YOUR GOAL:
Lines below starting with the line with "is not strictly" and going on through the line with "for (i, window)" must be output exactly; the rest of the records must be left out.

THE DATA:

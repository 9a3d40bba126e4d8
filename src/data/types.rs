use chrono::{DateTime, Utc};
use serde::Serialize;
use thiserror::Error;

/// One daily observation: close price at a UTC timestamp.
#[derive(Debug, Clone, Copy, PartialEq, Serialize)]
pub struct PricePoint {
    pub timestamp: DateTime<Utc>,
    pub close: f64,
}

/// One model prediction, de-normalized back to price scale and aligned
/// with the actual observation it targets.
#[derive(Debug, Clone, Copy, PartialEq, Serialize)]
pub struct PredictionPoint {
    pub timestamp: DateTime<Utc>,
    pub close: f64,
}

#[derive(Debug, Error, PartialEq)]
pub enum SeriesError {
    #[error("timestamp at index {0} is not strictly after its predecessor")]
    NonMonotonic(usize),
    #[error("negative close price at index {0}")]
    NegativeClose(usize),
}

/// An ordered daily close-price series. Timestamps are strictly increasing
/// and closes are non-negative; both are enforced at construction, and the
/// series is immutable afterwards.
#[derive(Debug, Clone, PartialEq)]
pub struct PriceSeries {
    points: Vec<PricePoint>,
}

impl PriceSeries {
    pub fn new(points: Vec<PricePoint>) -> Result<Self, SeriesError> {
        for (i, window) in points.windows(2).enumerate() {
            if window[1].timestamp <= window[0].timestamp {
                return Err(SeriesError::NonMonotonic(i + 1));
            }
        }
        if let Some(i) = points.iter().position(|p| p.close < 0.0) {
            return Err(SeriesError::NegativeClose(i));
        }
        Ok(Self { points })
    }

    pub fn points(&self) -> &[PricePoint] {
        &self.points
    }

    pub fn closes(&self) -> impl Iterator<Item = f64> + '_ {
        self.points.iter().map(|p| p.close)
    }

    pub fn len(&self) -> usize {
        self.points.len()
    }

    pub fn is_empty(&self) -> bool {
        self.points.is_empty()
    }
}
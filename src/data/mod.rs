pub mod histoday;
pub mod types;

EXERCISE RESPONSE:
    #[error("timestamp at index {0} is not strictly after its predecessor")]
    NonMonotonic(usize),
    #[error("negative close price at index {0}")]
    NegativeClose(usize),
}

/// An ordered daily close-price series. Timestamps are strictly increasing
/// and closes are non-negative; both are enforced at construction, and the
/// series is immutable afterwards.
#[derive(Debug, Clone, PartialEq)]
pub struct PriceSeries {
    points: Vec<PricePoint>,
}

impl PriceSeries {
    pub fn new(points: Vec<PricePoint>) -> Result<Self, SeriesError> {
        for (i, window) in points.windows(2).enumerate() {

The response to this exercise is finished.